> The problem
Please give back only the lines below from the one containing "let result = self.inner.step();" to the one containing "pub fn current_section(&self)", each repeated word for word, both ends included.

> Task material
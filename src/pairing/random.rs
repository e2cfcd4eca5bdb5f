//! Random sources for the pairing engine.
//!
//! Randomness is always an explicit value owned by the caller. Two calls that
//! use separate sources never influence each other, and a source built from
//! the same seed replays the same shuffles.

use rand::SeedableRng;
use rand::seq::SliceRandom;
use rand_chacha::ChaCha8Rng;

/// Seed used when the caller does not pick one.
pub const DEFAULT_SEED: u64 = 42;

/// Something that can put a slice into a uniformly random order.
pub trait RandomSource {
    /// Shuffle `items` in place.
    fn shuffle<T>(&mut self, items: &mut [T]);
}

/// Deterministic random source backed by a seeded ChaCha8 stream.
///
/// ChaCha8 output is stable across releases of `rand_chacha`, so answer keys
/// can be regenerated for a deck as long as the seed is known.
#[derive(Debug, Clone)]
pub struct SeededRandom {
    seed: u64,
    rng: ChaCha8Rng,
}

impl SeededRandom {
    pub fn new(seed: u64) -> Self {
        Self {
            seed,
            rng: ChaCha8Rng::seed_from_u64(seed),
        }
    }

    /// The seed this source was built from.
    #[inline]
    pub fn seed(&self) -> u64 {
        self.seed
    }
}

impl Default for SeededRandom {
    fn default() -> Self {
        Self::new(DEFAULT_SEED)
    }
}

impl RandomSource for SeededRandom {
    fn shuffle<T>(&mut self, items: &mut [T]) {
        items.shuffle(&mut self.rng);
    }
}
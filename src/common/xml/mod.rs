//! XML text helpers.

pub mod escape;
pub mod scan;

pub use escape::{escape_xml, unescape_xml};
pub use scan::{Element, attribute, elements, next_element};
//! Error conversion implementations.
//!
//! This module contains From trait implementations to convert from internal
//! error types to the unified Error type.

use super::types::Error;
use crate::ooxml::opc::error::OpcError;

impl From<OpcError> for Error {
    fn from(err: OpcError) -> Self {
        match err {
            OpcError::IoError(e) => Error::Io(e),
            OpcError::ZipError(e) => Error::ZipError(e.to_string()),
            OpcError::XmlError(s) => Error::XmlError(s),
            OpcError::QuickXmlError(e) => Error::XmlError(e.to_string()),
            OpcError::PartNotFound(s) => Error::ComponentNotFound(s),
            OpcError::PackageNotFound(s) => Error::ComponentNotFound(s),
            OpcError::RelationshipNotFound(s) => Error::ComponentNotFound(s),
            OpcError::InvalidRelationship(s) => Error::InvalidFormat(s),
            OpcError::InvalidPackUri(s) => Error::InvalidFormat(format!("part name {}", s)),
            OpcError::Utf8Error(e) => e.into(),
            OpcError::AttrError(e) => e.into(),
        }
    }
}

impl From<quick_xml::Error> for Error {
    fn from(err: quick_xml::Error) -> Self {
        Error::XmlError(err.to_string())
    }
}

impl From<quick_xml::events::attributes::AttrError> for Error {
    fn from(err: quick_xml::events::attributes::AttrError) -> Self {
        Error::XmlError(err.to_string())
    }
}

impl From<zip::result::ZipError> for Error {
    fn from(err: zip::result::ZipError) -> Self {
        Error::ZipError(err.to_string())
    }
}

impl From<std::str::Utf8Error> for Error {
    fn from(err: std::str::Utf8Error) -> Self {
        Error::InvalidFormat(format!("invalid UTF-8 in document part: {}", err))
    }
}
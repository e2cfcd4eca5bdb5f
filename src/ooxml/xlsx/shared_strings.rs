//! Shared strings table for Excel files.
//!
//! Cells of type `s` store an index into `xl/sharedStrings.xml` instead of
//! their text. Each `<si>` entry is either a single `<t>` or a sequence of
//! rich-text runs, flattened here to plain text.

use super::parsers::{namespace_prefix, text_runs};
use crate::common::xml::elements;

/// Shared strings table, indexed by position.
#[derive(Debug, Clone, Default, PartialEq, Eq)]
pub struct SharedStrings {
    strings: Vec<String>,
}

impl SharedStrings {
    /// Parse xl/sharedStrings.xml content.
    pub fn parse(content: &str) -> Self {
        let prefix = namespace_prefix(content, "sst");
        let strings = elements(content, &format!("{}si", prefix))
            .map(|si| text_runs(si.text(), prefix))
            .collect();
        Self { strings }
    }

    /// Get a string by its index.
    #[inline]
    pub fn get(&self, index: usize) -> Option<&str> {
        self.strings.get(index).map(String::as_str)
    }

    #[inline]
    pub fn len(&self) -> usize {
        self.strings.len()
    }

    #[inline]
    pub fn is_empty(&self) -> bool {
        self.strings.is_empty()
    }
}

impl From<Vec<String>> for SharedStrings {
    fn from(strings: Vec<String>) -> Self {
        Self { strings }
    }
}
//! Quiz assembly around the pairing engine.
//!
//! A [`QuestionSource`] supplies the question pool, the engine pairs it, and
//! each [`QuizRenderer`] turns the [`Pairing`] into an artifact: the slide
//! deck for the two groups and the answer key used for grading.

pub mod answer_key;

pub use answer_key::{AnswerKey, AnswerKeyWriter, answer_key_path};

use crate::common::Result;
use crate::pairing::{Pairing, Question};

/// Anything questions can be read from.
pub trait QuestionSource {
    /// All questions, in source order.
    fn questions(&self) -> Result<Vec<Question>>;
}

/// Renders a finished pairing into some output.
pub trait QuizRenderer {
    fn render(&mut self, pairing: &Pairing, labels: &Labels) -> Result<()>;
}

/// Language of the labels printed on slides and in the answer key.
#[derive(Debug, Clone, Copy, Default, PartialEq, Eq, Hash, clap::ValueEnum)]
pub enum Language {
    #[default]
    En,
    De,
}

/// Fixed texts used when rendering a quiz.
#[derive(Debug, Clone, PartialEq, Eq)]
pub struct Labels {
    /// Prefix of slide titles and answer lines, e.g. "Question"
    pub question: String,
    /// Heading of the group A answers
    pub answers_a: String,
    /// Heading of the group B answers
    pub answers_b: String,
}

impl Labels {
    pub fn new(language: Language) -> Self {
        let (question, answers_a, answers_b) = match language {
            Language::En => ("Question", "Answers Group A", "Answers Group B"),
            Language::De => ("Frage", "Lösungen Gruppe A", "Lösungen Gruppe B"),
        };
        Self {
            question: question.to_string(),
            answers_a: answers_a.to_string(),
            answers_b: answers_b.to_string(),
        }
    }

    /// Title of the slide at a 0-based pairing index ("Question 1", ...).
    pub fn question_title(&self, index: usize) -> String {
        format!("{} {}", self.question, index + 1)
    }
}

impl Default for Labels {
    fn default() -> Self {
        Self::new(Language::default())
    }
}

impl From<Language> for Labels {
    fn from(language: Language) -> Self {
        Self::new(language)
    }
}
#![forbid(unsafe_code)]

//! Runtime: the page controller and the services it leans on.
//!
//! - [`page::PageController`] composes every widget controller over a
//!   [`Host`](terrasite_backend::Host), routes events, and presents one
//!   [`UiPatch`](terrasite_widgets::UiPatch) per event.
//! - [`action_log::ActionLogger`] keeps the newsletter and affiliate-click
//!   lists in the host's key-value store.
//! - [`config::PageConfig`] carries every threshold as data.
//! - `logging` (feature `logging`) installs a `tracing-subscriber`.

pub mod action_log;
pub mod config;
#[cfg(feature = "logging")]
pub mod logging;
pub mod page;

pub use action_log::{
    AFFILIATE_CLICKS_KEY, ActionLogError, ActionLogResult, ActionLogger, AffiliateClick,
    SUBSCRIBERS_KEY, SubscriptionOutcome, UNKNOWN_PRODUCT, is_valid_email,
};
pub use config::{
    ActiveSectionPolicy, AnchorPolicy, ChromePolicy, ConfigError, NotificationPolicy, PageConfig,
    RevealPolicy,
};
pub use page::{PageController, PageLayout, STORE_FAILURE_MESSAGE};
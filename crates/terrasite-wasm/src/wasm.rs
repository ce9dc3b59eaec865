#![forbid(unsafe_code)]

//! `wasm-bindgen` exports for the page runner.
//!
//! This module wraps [`super::runner_core::RunnerCore`] with JS-friendly
//! types and backs it with `localStorage`. Only compiled on `wasm32`
//! targets.

use js_sys::{Function, Object, Reflect};
use wasm_bindgen::JsCast;
use wasm_bindgen::prelude::*;

use terrasite_backend::{KeyValueStore, StoreError, StoreResult};
use terrasite_runtime::config::PageConfig;

use super::runner_core::RunnerCore;

fn console_error(msg: &str) {
    let global = js_sys::global();
    let Ok(console) = Reflect::get(&global, &"console".into()) else {
        return;
    };
    let Ok(error) = Reflect::get(&console, &"error".into()) else {
        return;
    };
    let Ok(error_fn) = error.dyn_into::<Function>() else {
        return;
    };
    let _ = error_fn.call1(&console, &JsValue::from_str(msg));
}

fn install_panic_hook() {
    use std::sync::Once;

    static ONCE: Once = Once::new();
    ONCE.call_once(|| {
        std::panic::set_hook(Box::new(|info| {
            let msg = if let Some(loc) = info.location() {
                format!(
                    "panic at {}:{}:{}: {info}",
                    loc.file(),
                    loc.line(),
                    loc.column()
                )
            } else {
                format!("panic: {info}")
            };
            console_error(&msg);
        }));
    });
}

fn set_js(obj: &Object, key: &str, value: JsValue) {
    let _ = Reflect::set(obj, &JsValue::from_str(key), &value);
}

fn js_message(value: &JsValue) -> String {
    value
        .as_string()
        .or_else(|| {
            Reflect::get(value, &"message".into())
                .ok()
                .and_then(|m| m.as_string())
        })
        .unwrap_or_else(|| "unknown error".to_owned())
}

/// `window.localStorage`, reached through `Reflect` so the module also loads
/// where storage is disabled (private mode, sandboxed iframes).
pub struct LocalStorageStore {
    storage: Option<JsValue>,
}

impl LocalStorageStore {
    fn open() -> Self {
        let storage = Reflect::get(&js_sys::global(), &"localStorage".into())
            .ok()
            .filter(|s| s.is_object());
        if storage.is_none() {
            console_error("terrasite: localStorage unavailable; actions will not persist");
        }
        Self { storage }
    }

    fn method(&self, name: &str) -> StoreResult<(&JsValue, Function)> {
        let storage = self
            .storage
            .as_ref()
            .ok_or_else(|| StoreError::Unavailable("localStorage missing".to_owned()))?;
        let method = Reflect::get(storage, &name.into())
            .map_err(|e| StoreError::Unavailable(js_message(&e)))?
            .dyn_into::<Function>()
            .map_err(|_| StoreError::Unavailable(format!("localStorage.{name} is not callable")))?;
        Ok((storage, method))
    }
}

impl KeyValueStore for LocalStorageStore {
    fn get(&self, key: &str) -> StoreResult<Option<String>> {
        let (storage, get_item) = self.method("getItem")?;
        let value = get_item
            .call1(storage, &JsValue::from_str(key))
            .map_err(|e| StoreError::Unavailable(js_message(&e)))?;
        Ok(value.as_string())
    }

    fn set(&mut self, key: &str, value: &str) -> StoreResult<()> {
        let (storage, set_item) = self.method("setItem")?;
        set_item
            .call2(storage, &JsValue::from_str(key), &JsValue::from_str(value))
            .map(drop)
            .map_err(|e| {
                // Browsers report a full store as a `QuotaExceededError` DOMException.
                let name = Reflect::get(&e, &"name".into())
                    .ok()
                    .and_then(|n| n.as_string());
                if name.as_deref() == Some("QuotaExceededError") {
                    StoreError::QuotaExceeded {
                        key: key.to_owned(),
                    }
                } else {
                    StoreError::Unavailable(js_message(&e))
                }
            })
    }
}

/// Browser runner for the page controllers.
///
/// Host-driven: the page shim forwards DOM events as JSON, advances time
/// from `requestAnimationFrame` or timers, and applies the patches each
/// `step()` returns.
#[wasm_bindgen]
pub struct PageRunner {
    inner: RunnerCore<LocalStorageStore>,
}

#[wasm_bindgen(start)]
pub fn wasm_start() {
    install_panic_hook();
}

#[wasm_bindgen]
impl PageRunner {
    /// Create a runner. `config_json` overrides the default thresholds.
    #[wasm_bindgen(constructor)]
    pub fn new(config_json: Option<String>) -> Self {
        install_panic_hook();
        let store = LocalStorageStore::open();
        let mut inner = match config_json {
            Some(json) => RunnerCore::from_config_json(store, &json),
            None => RunnerCore::new(store, PageConfig::default()),
        };
        inner.set_wall_origin_ms(js_sys::Date::now());
        let mut runner = Self { inner };
        runner.flush_logs();
        runner
    }

    /// Attach the page described by `layout_json`.
    pub fn attach(&mut self, layout_json: &str) -> bool {
        let ok = self.inner.attach(layout_json);
        self.flush_logs();
        ok
    }

    /// Detach the page.
    pub fn detach(&mut self) {
        self.inner.detach();
    }

    /// Advance the clock by `dt_ms` milliseconds.
    #[wasm_bindgen(js_name = advanceTime)]
    pub fn advance_time(&mut self, dt_ms: f64) {
        self.inner.advance_time_ms(dt_ms);
    }

    /// Queue a JSON-encoded DOM event.
    /// Returns `true` if accepted, `false` if unsupported/malformed.
    #[wasm_bindgen(js_name = pushInput)]
    pub fn push_input(&mut self, json: &str) -> bool {
        let ok = self.inner.push_input(json);
        self.flush_logs();
        ok
    }

    /// Show a toast from page script.
    pub fn notify(&mut self, message: &str, severity: &str) {
        self.inner.notify(message, severity);
        self.flush_logs();
    }

    /// Process queued events and return `{ events, ticked, patches }`.
    pub fn step(&mut self) -> JsValue {
        let result = self.inner.step();
        self.flush_logs();
        match js_sys::JSON::parse(&result.to_json()) {
            Ok(value) => value,
            Err(err) => {
                console_error(&format!("terrasite: patch encode failed: {}", js_message(&err)));
                let obj = Object::new();
                set_js(&obj, "events", JsValue::from(result.events_processed));
                set_js(&obj, "ticked", JsValue::from(result.ticked));
                obj.into()
            }
        }
    }

    /// Milliseconds until the runner next needs a `step()` without input,
    /// or `undefined`.
    #[wasm_bindgen(js_name = nextDeadlineMs)]
    pub fn next_deadline_ms(&self) -> Option<f64> {
        self.inner.next_deadline_ms()
    }

    /// Identifier of the highlighted section.
    #[wasm_bindgen(js_name = currentSection)]
    pub fn current_section(&self) -> Option<String> {
        self.inner.current_section().map(str::to_owned)
    }

    fn flush_logs(&mut self) {
        for line in self.inner.take_logs() {
            console_error(&format!("terrasite: {line}"));
        }
    }
}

> Result of the exercise
        let result = self.inner.step();
        self.flush_logs();
        match js_sys::JSON::parse(&result.to_json()) {
            Ok(value) => value,
            Err(err) => {
                console_error(&format!("terrasite: patch encode failed: {}", js_message(&err)));
                let obj = Object::new();
                set_js(&obj, "events", JsValue::from(result.events_processed));
                set_js(&obj, "ticked", JsValue::from(result.ticked));
                obj.into()
            }
        }
    }

    /// Milliseconds until the runner next needs a `step()` without input,
    /// or `undefined`.
    #[wasm_bindgen(js_name = nextDeadlineMs)]
    pub fn next_deadline_ms(&self) -> Option<f64> {
        self.inner.next_deadline_ms()
    }

    /// Identifier of the highlighted section.
    #[wasm_bindgen(js_name = currentSection)]
    pub fn current_section(&self) -> Option<String> {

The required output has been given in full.